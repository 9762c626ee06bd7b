//! Compute-once value cell
//!
//! [`CalculatedValue`] holds a calculation that runs at most once. Concurrent
//! callers block on the running calculation and then share its result,
//! success or failure.

use crate::error::ResolveError;
use once_cell::sync::OnceCell;
use parking_lot::Mutex;
use std::fmt::{self, Debug, Formatter};

type Calculation<T> = Box<dyn FnOnce() -> Result<T, ResolveError> + Send>;

/// Memoized, thread-safe, at-most-once calculation
///
/// # Invariants
/// - The calculation closure is invoked at most once
/// - Once finalized, the stored result never changes
pub struct CalculatedValue<T> {
    display_name: String,
    value: OnceCell<Result<T, ResolveError>>,
    calculation: Mutex<Option<Calculation<T>>>,
}

impl<T: Send + Sync> CalculatedValue<T> {
    /// Create value computed on first use
    #[must_use]
    pub fn new<F>(display_name: impl Into<String>, calculation: F) -> Self
    where
        F: FnOnce() -> Result<T, ResolveError> + Send + 'static,
    {
        Self {
            display_name: display_name.into(),
            value: OnceCell::new(),
            calculation: Mutex::new(Some(Box::new(calculation))),
        }
    }

    /// Create value that is already available
    #[must_use]
    pub fn ready(display_name: impl Into<String>, value: T) -> Self {
        Self {
            display_name: display_name.into(),
            value: OnceCell::with_value(Ok(value)),
            calculation: Mutex::new(None),
        }
    }

    /// Create value that has already failed
    #[must_use]
    pub fn failed(display_name: impl Into<String>, failure: ResolveError) -> Self {
        Self {
            display_name: display_name.into(),
            value: OnceCell::with_value(Err(failure)),
            calculation: Mutex::new(None),
        }
    }

    /// Display name used in diagnostics
    #[inline]
    #[must_use]
    pub fn display_name(&self) -> &str {
        &self.display_name
    }

    /// Whether the result is available without running anything
    #[inline]
    #[must_use]
    pub fn is_finalized(&self) -> bool {
        self.value.get().is_some()
    }

    /// Run the calculation unless it already ran; blocks while another thread runs it
    pub fn finalize_if_not_already(&self) {
        self.result();
    }

    /// Result of the calculation, running it if needed
    ///
    /// # Errors
    /// Returns the captured failure of the calculation
    pub fn get(&self) -> Result<&T, ResolveError> {
        self.result().as_ref().map_err(Clone::clone)
    }

    /// Result if already finalized
    #[inline]
    #[must_use]
    pub fn try_get(&self) -> Option<&Result<T, ResolveError>> {
        self.value.get()
    }

    fn result(&self) -> &Result<T, ResolveError> {
        self.value.get_or_init(|| {
            let calculation = self.calculation.lock().take();
            match calculation {
                Some(calculation) => {
                    tracing::trace!(value = %self.display_name, "calculating value");
                    calculation()
                }
                // Only reachable when a previous calculation panicked.
                None => Err(ResolveError::CalculationPanicked(self.display_name.clone())),
            }
        })
    }
}

impl<T: Debug> Debug for CalculatedValue<T> {
    fn fmt(&self, f: &mut Formatter<'_>) -> fmt::Result {
        f.debug_struct("CalculatedValue")
            .field("display_name", &self.display_name)
            .field("value", &self.value.get())
            .finish_non_exhaustive()
    }
}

**Exercise requirements:**
When you answer, repeat each entry exactly as it appears above.

**Solution for this task:**
repository 9762c626ee06bd7b
//! Compute-once value cell
//!
//! [`CalculatedValue`] holds a calculation that runs at most once. Concurrent
//! callers block on the running calculation and then share its result,
//! success or failure.

use crate::error::ResolveError;
use once_cell::sync::OnceCell;
use parking_lot::Mutex;
use std::fmt::{self, Debug, Formatter};

type Calculation<T> = Box<dyn FnOnce() -> Result<T, ResolveError> + Send>;

/// Memoized, thread-safe, at-most-once calculation
///
/// # Invariants
/// - The calculation closure is invoked at most once
/// - Once finalized, the stored result never changes
pub struct CalculatedValue<T> {
    display_name: String,
    value: OnceCell<Result<T, ResolveError>>,
    calculation: Mutex<Option<Calculation<T>>>,
}

impl<T: Send + Sync> CalculatedValue<T> {
    /// Create value computed on first use
    #[must_use]
    pub fn new<F>(display_name: impl Into<String>, calculation: F) -> Self
    where
        F: FnOnce() -> Result<T, ResolveError> + Send + 'static,
    {
        Self {
            display_name: display_name.into(),
            value: OnceCell::new(),
            calculation: Mutex::new(Some(Box::new(calculation))),
        }
    }

    /// Create value that is already available
    #[must_use]
    pub fn ready(display_name: impl Into<String>, value: T) -> Self {
        Self {
            display_name: display_name.into(),
            value: OnceCell::with_value(Ok(value)),
            calculation: Mutex::new(None),
        }
    }

    /// Create value that has already failed
    #[must_use]
    pub fn failed(display_name: impl Into<String>, failure: ResolveError) -> Self {
        Self {
            display_name: display_name.into(),
            value: OnceCell::with_value(Err(failure)),
            calculation: Mutex::new(None),
        }
    }

    /// Display name used in diagnostics
    #[inline]
    #[must_use]
    pub fn display_name(&self) -> &str {
        &self.display_name
    }

    /// Whether the result is available without running anything
    #[inline]
    #[must_use]
    pub fn is_finalized(&self) -> bool {
        self.value.get().is_some()
    }

    /// Run the calculation unless it already ran; blocks while another thread runs it
    pub fn finalize_if_not_already(&self) {
        self.result();
    }

    /// Result of the calculation, running it if needed
    ///
    /// # Errors
    /// Returns the captured failure of the calculation
    pub fn get(&self) -> Result<&T, ResolveError> {
        self.result().as_ref().map_err(Clone::clone)
    }

    /// Result if already finalized
    #[inline]
    #[must_use]
    pub fn try_get(&self) -> Option<&Result<T, ResolveError>> {
        self.value.get()
    }

    fn result(&self) -> &Result<T, ResolveError> {
        self.value.get_or_init(|| {
            let calculation = self.calculation.lock().take();
            match calculation {
                Some(calculation) => {
                    tracing::trace!(value = %self.display_name, "calculating value");
                    calculation()
                }
                // Only reachable when a previous calculation panicked.
                None => Err(ResolveError::CalculationPanicked(self.display_name.clone())),
            }
        })
    }
}

impl<T: Debug> Debug for CalculatedValue<T> {
    fn fmt(&self, f: &mut Formatter<'_>) -> fmt::Result {
        f.debug_struct("CalculatedValue")
            .field("display_name", &self.display_name)
            .field("value", &self.value.get())
            .finish_non_exhaustive()
    }
}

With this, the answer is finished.